Re: Indexes not always used after inserts/updates/vacuum

From: Reinhard Max <max(at)suse(dot)de>
To: Tom Lane <tgl(at)sss(dot)pgh(dot)pa(dot)us>
Cc: "Michael G(dot) Martin" <michael(at)vpmonline(dot)com>, <pgsql-bugs(at)postgresql(dot)org>
Subject: Re: Indexes not always used after inserts/updates/vacuum
Date: 2002-02-28 16:43:39
Message-ID: Pine.LNX.4.44.0202281634290.17044-100000@Wotan.suse.de
Views: Raw Message | Whole Thread | Download mbox | Resend email
Thread:
Lists: pgsql-bugs

On Thu, 28 Feb 2002 at 10:15, Tom Lane wrote:

> Okay. It looks like foo.id has a pretty strong but not perfect
> descending order (the correlation statistic is -0.563276). The
> planner is evidently not rating that effect strongly enough.

Yes, that seems to be the reason.
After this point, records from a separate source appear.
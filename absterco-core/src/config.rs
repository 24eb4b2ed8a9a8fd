//! # Configuration
//!
//! A flat string key/value store. Keys are dotted (`auth.bypass`,
//! `blob.public_base_url`); typed option structs are built from a
//! [`AppConfigSnapshot`] once at startup.
//!
//! Environment variables map onto keys by stripping a prefix, lowercasing and
//! turning `__` into `.`:
//!
//! ```rust
//! use absterco_core::AppConfig;
//!
//! let cfg = AppConfig::from_pairs(
//!     [("ABSTERCO__HTTP__PORT".to_string(), "8080".to_string())],
//!     "ABSTERCO__",
//! );
//! assert_eq!(cfg.get("http.port"), Some("8080"));
//! ```

use std::collections::HashMap;

#[derive(Debug, Default, Clone)]
pub struct AppConfig {
    values: HashMap<String, String>,
}

impl AppConfig {
    pub fn new() -> Self {
        Self {
            values: HashMap::new(),
        }
    }

    /// Load every `PREFIX...` variable from the process environment.
    pub fn from_env(prefix: &str) -> Self {
        Self::from_pairs(std::env::vars(), prefix)
    }

    pub fn from_pairs<I>(pairs: I, prefix: &str) -> Self
    where
        I: IntoIterator<Item = (String, String)>,
    {
        let mut cfg = Self::new();
        for (key, value) in pairs {
            if let Some(stripped) = key.strip_prefix(prefix) {
                // ABSTERCO__AUTH__BYPASS -> auth.bypass
                let normalized = stripped.to_lowercase().replace("__", ".");
                cfg.set(normalized, value);
            }
        }
        cfg
    }

    pub fn set<K, V>(&mut self, key: K, value: V)
    where
        K: Into<String>,
        V: Into<String>,
    {
        self.values.insert(key.into(), value.into());
    }

    pub fn get(&self, key: &str) -> Option<&str> {
        self.values.get(key).map(|s| s.as_str())
    }

    pub fn has(&self, key: &str) -> bool {
        self.values.contains_key(key)
    }

    pub fn snapshot(&self) -> AppConfigSnapshot {
        AppConfigSnapshot::new(self.values.clone())
    }
}

/// Immutable view handed to option builders.
#[derive(Debug, Clone, Default)]
pub struct AppConfigSnapshot {
    map: HashMap<String, String>,
}

impl AppConfigSnapshot {
    pub(crate) fn new(map: HashMap<String, String>) -> Self {
        Self { map }
    }

    pub fn get(&self, key: &str) -> Option<&str> {
        self.map
            .get(key)
            .map(|s| s.trim())
            .filter(|s| !s.is_empty())
    }

    pub fn get_string(&self, key: &str) -> Option<String> {
        self.get(key).map(|s| s.to_string())
    }

    pub fn get_usize(&self, key: &str) -> Option<usize> {
        self.get(key).and_then(|v| v.parse::<usize>().ok())
    }

    pub fn get_u64(&self, key: &str) -> Option<u64> {
        self.get(key).and_then(|v| v.parse::<u64>().ok())
    }

    pub fn get_f64(&self, key: &str) -> Option<f64> {
        self.get(key).and_then(|v| v.parse::<f64>().ok())
    }

    /// Accepts `true/false`, `1/0`, `yes/no` and `on/off`.
    pub fn get_bool(&self, key: &str) -> Option<bool> {
        match self.get(key)?.to_ascii_lowercase().as_str() {
            "true" | "1" | "yes" | "on" => Some(true),
            "false" | "0" | "no" | "off" => Some(false),
            _ => None,
        }
    }

    /// Comma-separated list, blanks dropped.
    pub fn get_list(&self, key: &str) -> Vec<String> {
        self.get(key)
            .map(|v| {
                v.split(',')
                    .map(|s| s.trim())
                    .filter(|s| !s.is_empty())
                    .map(|s| s.to_string())
                    .collect()
            })
            .unwrap_or_default()
    }
}

#[cfg(test)]
mod tests {
    use super::*;

    #[test]
    fn env_pairs_are_normalized_and_foreign_keys_ignored() {
        let cfg = AppConfig::from_pairs(
            [
                ("ABSTERCO__AUTH__BYPASS".to_string(), "true".to_string()),
                ("ABSTERCO__BLOB__PUBLIC_BASE_URL".to_string(), "http://x".to_string()),
                ("PATH".to_string(), "/usr/bin".to_string()),
            ],
            "ABSTERCO__",
        );

        assert_eq!(cfg.get("auth.bypass"), Some("true"));
        assert_eq!(cfg.get("blob.public_base_url"), Some("http://x"));
        assert!(!cfg.has("path"));
    }

    #[test]
    fn snapshot_typed_getters() {
        let mut cfg = AppConfig::new();
        cfg.set("a.flag", "YES");
        cfg.set("a.bad", "maybe");
        cfg.set("a.n", "42");
        cfg.set("a.f", "0.85");
        cfg.set("a.list", "one@x.com, ,two@x.com");
        cfg.set("a.blank", "   ");

        let snap = cfg.snapshot();
        assert_eq!(snap.get_bool("a.flag"), Some(true));
        assert_eq!(snap.get_bool("a.bad"), None);
        assert_eq!(snap.get_usize("a.n"), Some(42));
        assert_eq!(snap.get_f64("a.f"), Some(0.85));
        assert_eq!(snap.get_list("a.list"), vec!["one@x.com", "two@x.com"]);
        assert_eq!(snap.get("a.blank"), None);
        assert!(snap.get_list("missing").is_empty());
    }
}
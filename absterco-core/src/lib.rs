//! absterco-core: error taxonomy, configuration and validation shared by every
//! Absterco backend crate.

pub mod config;
pub mod errors;
pub mod validation;

pub use config::{AppConfig, AppConfigSnapshot};
pub use errors::{AppError, AppResult, ErrorKind};
pub use validation::validate;
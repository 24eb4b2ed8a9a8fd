use absterco_core::AppError;
use axum::extract::rejection::{JsonRejection, QueryRejection};
use axum::{
    http::StatusCode,
    response::{IntoResponse, Response},
    Json,
};
use serde_json::json;
use tracing::error;

/// Any handler error, rendered as `{name, message, code, className, data?, errors?}`.
#[derive(Debug)]
pub struct ApiError(pub anyhow::Error);

impl From<anyhow::Error> for ApiError {
    fn from(e: anyhow::Error) -> Self {
        Self(e)
    }
}

impl IntoResponse for ApiError {
    fn into_response(self) -> Response {
        let app = match AppError::from_anyhow(&self.0) {
            Some(app) => app.sanitize_for_client(),
            None => {
                // Anything that is not an AppError is unexpected; do not leak its text.
                error!(error = ?self.0, "http.unhandled_error");
                AppError::general("Internal server error")
            }
        };

        if app.code() >= 500 {
            error!(name = app.name(), message = %app.message, "http.server_error");
        }

        let status = StatusCode::from_u16(app.code()).unwrap_or(StatusCode::INTERNAL_SERVER_ERROR);
        (status, Json(app.to_json())).into_response()
    }
}

pub type ApiResult<T> = Result<T, ApiError>;

pub fn map_json_rejection(rejection: JsonRejection) -> ApiError {
    AppError::bad_request("Failed to parse the request body as JSON")
        .with_errors(json!({ "_schema": [rejection.body_text()] }))
        .into_anyhow()
        .into()
}

pub fn map_query_rejection(rejection: QueryRejection) -> ApiError {
    AppError::bad_request("Invalid query parameters")
        .with_errors(json!({ "_query": [rejection.body_text()] }))
        .into_anyhow()
        .into()
}
use absterco_core::AppResult;
use async_trait::async_trait;
use serde::{Deserialize, Serialize};
use serde_json::Value;

/// Schemaless document collections (posts, categories, admin users).
///
/// Documents are JSON objects. Every document returned carries its id in an
/// `"id"` field; an `"id"` passed in on writes is ignored.
#[async_trait]
pub trait DocumentStore: Send + Sync {
    async fn get(&self, collection: &str, id: &str) -> AppResult<Option<Value>>;

    /// Insert a new document. The store assigns `id` and `createdAt`.
    async fn create(&self, collection: &str, data: Value) -> AppResult<Value>;

    /// Merge the top-level fields of `patch` into an existing document.
    /// Fails with `NotFound` when the document does not exist.
    async fn update(&self, collection: &str, id: &str, patch: Value) -> AppResult<Value>;

    /// Deleting a missing document succeeds.
    async fn delete(&self, collection: &str, id: &str) -> AppResult<()>;

    async fn query(&self, collection: &str, query: &Query) -> AppResult<Vec<Value>>;
}

#[derive(Debug, Clone, Copy, Default, PartialEq, Eq, Serialize, Deserialize)]
#[serde(rename_all = "lowercase")]
pub enum Direction {
    Asc,
    #[default]
    Desc,
}

/// Equality filter on a top-level field.
#[derive(Debug, Clone, PartialEq)]
pub struct FieldFilter {
    pub field: String,
    pub value: Value,
}

#[derive(Debug, Clone, PartialEq)]
pub struct OrderBy {
    pub field: String,
    pub direction: Direction,
}

/// Equality filters (AND), one sort field and a limit.
#[derive(Debug, Clone, Default, PartialEq)]
pub struct Query {
    pub filters: Vec<FieldFilter>,
    pub order_by: Option<OrderBy>,
    pub limit: Option<usize>,
}

impl Query {
    pub fn new() -> Self {
        Self::default()
    }

    pub fn where_eq(mut self, field: impl Into<String>, value: impl Into<Value>) -> Self {
        self.filters.push(FieldFilter {
            field: field.into(),
            value: value.into(),
        });
        self
    }

    pub fn order_by(mut self, field: impl Into<String>, direction: Direction) -> Self {
        self.order_by = Some(OrderBy {
            field: field.into(),
            direction,
        });
        self
    }

    pub fn limit(mut self, limit: usize) -> Self {
        self.limit = Some(limit);
        self
    }
}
When I try

SELECT * into foo2 from foo order by id;
CREATE index foo2_id on foo2(id);
VACUUM ANALYZE foo2;

and repeat the join with foo2 instead of foo, index scans are used
even when seqscans are not forbidden.

> [...]
> It might be interesting to replace csquared with just
> fabs(indexCorrelation) to see if the results are better. Also, if you
> cared to step through the code with a debugger or add some printout
> statements, we could learn what the min and max costs are that it's
> interpolating between; that'd be interesting to know as well.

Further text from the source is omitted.